Sarita Cartonera: Experiencia de un proyecto literario, comunitario y solidario

15 Nov

Sarita Cartonera, proyecto editorial del que les he venido a hablar, nació de las circunstancias: a un grupo de egresados de la carrera de Literatura de San Marcos les interesaba vincular su formación profesional con algún trabajo social, querían acercar la literatura a actividades de desarrollo, inclusivas, solidarias. De tal modo que, junto a las contribuciones literarias, se contribuya al beneficio económico de algún sector excluido de la población. Pronto descubrieron que en Buenos Aires había una editorial artesanal llamada Eloísa Cartonera, que reutilizaba cartón para hacer libros, lo cual reducía al mínimo la inversión inicial y las posibilidades de fracaso, a la vez que incluía a sus beneficiarios directos: los cartoneros, quienes además de vender el cartón a la editorial, hacían la manufactura de los libros. Así que decidieron, con la venia de los argentinos, seguir los pasos de Eloísa. Y como les pareció que en Lima no existían suficientes editoriales que se arriesgaran a publicar a nuevos escritores (que lo merecían) comenzaron a publicarlos en Sarita Cartonera, junto a escritores de otros países latinoamericanos.
Eloísa Cartonera, el proyecto inicial, había nacido un año antes, en el 2003, en Buenos Aires, como una respuesta lúdica a la crisis argentina del 2001, empleando uno de sus símbolos: los recicladores de cartón, que en ese entonces proliferaron por las calles de Buenos Aires. Wáshington Cucurto y Javier Barilaro, sus fundadores, decidieron llamar la atención de la población juntando textos urbanos, callejeros y ágiles, fotocopiándolos, encuadernándolos con cajas de cartón cortado y pintándolos a mano por recicladores de cartón.
Poco menos de un año después Sarita Cartonera comenzó a trabajar partiendo de sus pautas iniciales: textos fotocopiados (por exigencias legales en el Perú, se tuvo que reemplazar la fotocopia por la impresión casera), encuadernados con tapas hechas reutilizando cartón desechado y pintadas a mano por jóvenes de zonas marginales de la ciudad. Se quería vincular al proyecto con la estética popular peruana, así que fue bautizado Sarita, como Sarita Colonia, una santa popular peruana, no reconocida por la iglesia, pero que es patrona de presos y prostitutas en el país, y que se ha convertido, en los últimos años, en uno de los íconos más importantes de la cultura popular peruana.
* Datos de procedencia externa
use async_trait::async_trait;
use sqlx::postgres::{PgPool, PgPoolOptions};
use uuid::Uuid;

use super::{TaskStore, UserStore};
use crate::error::AppError;
use crate::models::{NewUser, Task, TaskInput, User};

/// PostgreSQL backend. Every operation is a single statement, so each insert or update is
/// atomic and persisted before the call returns.
#[derive(Clone)]
pub struct PgStore {
    pool: PgPool,
}

impl PgStore {
    pub fn new(pool: PgPool) -> Self {
        Self { pool }
    }

    pub async fn connect(database_url: &str, max_connections: u32) -> Result<Self, AppError> {
        let pool = PgPoolOptions::new()
            .max_connections(max_connections)
            .connect(database_url)
            .await?;
        log::info!("connected to database (max {} connections)", max_connections);
        Ok(Self::new(pool))
    }

    /// Applies the migrations embedded from `migrations/`.
    pub async fn migrate(&self) -> Result<(), AppError> {
        sqlx::migrate!("./migrations")
            .run(&self.pool)
            .await
            .map_err(|e| AppError::DatabaseError(format!("migration failed: {}", e)))?;
        log::info!("database migrations applied");
        Ok(())
    }
}

#[async_trait]
impl UserStore for PgStore {
    async fn create_user(&self, user: NewUser) -> Result<User, AppError> {
        let created = sqlx::query_as::<_, User>(
            "INSERT INTO users (username, email, password_hash)
             VALUES ($1, $2, $3)
             RETURNING id, username, email, password_hash, created_at",
        )
        .bind(user.username)
        .bind(user.email)
        .bind(user.password_hash)
        .fetch_one(&self.pool)
        .await?;

        Ok(created)
    }

    async fn find_user_by_email(&self, email: &str) -> Result<Option<User>, AppError> {
        let user = sqlx::query_as::<_, User>(
            "SELECT id, username, email, password_hash, created_at FROM users WHERE email = $1",
        )
        .bind(email)
        .fetch_optional(&self.pool)
        .await?;

        Ok(user)
    }

    async fn find_user_by_username(&self, username: &str) -> Result<Option<User>, AppError> {
        let user = sqlx::query_as::<_, User>(
            "SELECT id, username, email, password_hash, created_at FROM users WHERE username = $1",
        )
        .bind(username)
        .fetch_optional(&self.pool)
        .await?;

        Ok(user)
    }
}

#[async_trait]
impl TaskStore for PgStore {
    async fn find_tasks_by_owner(&self, owner_id: i32) -> Result<Vec<Task>, AppError> {
        let tasks = sqlx::query_as::<_, Task>(
            "SELECT id, title, description, due_date, completed, completed_at, priority, user_id, created_at, updated_at
             FROM tasks WHERE user_id = $1
             ORDER BY created_at DESC",
        )
        .bind(owner_id)
        .fetch_all(&self.pool)
        .await?;

        Ok(tasks)
    }

    async fn create_task(&self, task: Task) -> Result<Task, AppError> {
        let created = sqlx::query_as::<_, Task>(
            "INSERT INTO tasks (id, title, description, due_date, completed, completed_at, priority, user_id, created_at, updated_at)
             VALUES ($1, $2, $3, $4, $5, $6, $7, $8, $9, $10)
             RETURNING id, title, description, due_date, completed, completed_at, priority, user_id, created_at, updated_at",
        )
        .bind(task.id)
        .bind(task.title)
        .bind(task.description)
        .bind(task.due_date)
        .bind(task.completed)
        .bind(task.completed_at)
        .bind(task.priority)
        .bind(task.user_id)
        .bind(task.created_at)
        .bind(task.updated_at)
        .fetch_one(&self.pool)
        .await?;

        Ok(created)
    }

    async fn update_task(
        &self,
        id: Uuid,
        owner_id: i32,
        input: TaskInput,
    ) -> Result<Task, AppError> {
        // completed_at follows the flag: stamped on the false -> true edge, kept while
        // true, cleared on false.
        let updated = sqlx::query_as::<_, Task>(
            "UPDATE tasks
             SET title = $1, description = $2, due_date = $3, priority = $4,
                 completed = $5,
                 completed_at = CASE WHEN $5 THEN COALESCE(completed_at, NOW()) ELSE NULL END,
                 updated_at = NOW()
             WHERE id = $6 AND user_id = $7
             RETURNING id, title, description, due_date, completed, completed_at, priority, user_id, created_at, updated_at",
        )
        .bind(input.title)
        .bind(input.description)
        .bind(input.due_date)
        .bind(input.priority.unwrap_or_default())
        .bind(input.completed)
        .bind(id)
        .bind(owner_id)
        .fetch_optional(&self.pool)
        .await?;

        updated.ok_or_else(|| AppError::NotFound("Task not found".into()))
    }

    async fn update_task_status(
        &self,
        id: Uuid,
        owner_id: i32,
        completed: bool,
    ) -> Result<Task, AppError> {
        let updated = sqlx::query_as::<_, Task>(
            "UPDATE tasks
             SET completed = $1,
                 completed_at = CASE WHEN $1 THEN COALESCE(completed_at, NOW()) ELSE NULL END,
                 updated_at = NOW()
             WHERE id = $2 AND user_id = $3
             RETURNING id, title, description, due_date, completed, completed_at, priority, user_id, created_at, updated_at",
        )
        .bind(completed)
        .bind(id)
        .bind(owner_id)
        .fetch_optional(&self.pool)
        .await?;

        updated.ok_or_else(|| AppError::NotFound("Task not found".into()))
    }

    async fn delete_task(&self, id: Uuid, owner_id: i32) -> Result<(), AppError> {
        let result = sqlx::query("DELETE FROM tasks WHERE id = $1 AND user_id = $2")
            .bind(id)
            .bind(owner_id)
            .execute(&self.pool)
            .await?;

        if result.rows_affected() == 0 {
            return Err(AppError::NotFound("Task not found".into()));
        }

        Ok(())
    }
}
En su primer año, Sarita Cartonera publicó una veintena de libros, consiguiéndose el apoyo de la Municipalidad de Lima y la empresa privada, lo cual coincidió con la aparición, en ese mismo año, de otras propuestas editoriales alternativas o independientes, como el Álbum del Universo Bakterial, Estruendomudo, Matalamanga, Solar, entre otras con las que, a fines del siguiente año se conformaría el grupo PUNCHE Editores Asociados, buscando dinamizar y desarrollar el sistema editorial peruano. Todo ello contribuyó a la consolidación de Sarita Cartonera y su sistema innovador de trabajo.
Dado que Sarita Cartonera no persigue fines lucrativos (a excepción de los cartoneros, todos los que conformamos Sarita Cartonera, somos voluntarios del proyecto), no tenemos que restringirnos a los intereses del mercado. Esto nos permite presentar una oferta editorial diversa y arriesgada, a la vez que nos otorga una mayor fidelidad por parte de los lectores, algunos de los cuales pasaron de compradores frecuentes a voluntarios del proyecto.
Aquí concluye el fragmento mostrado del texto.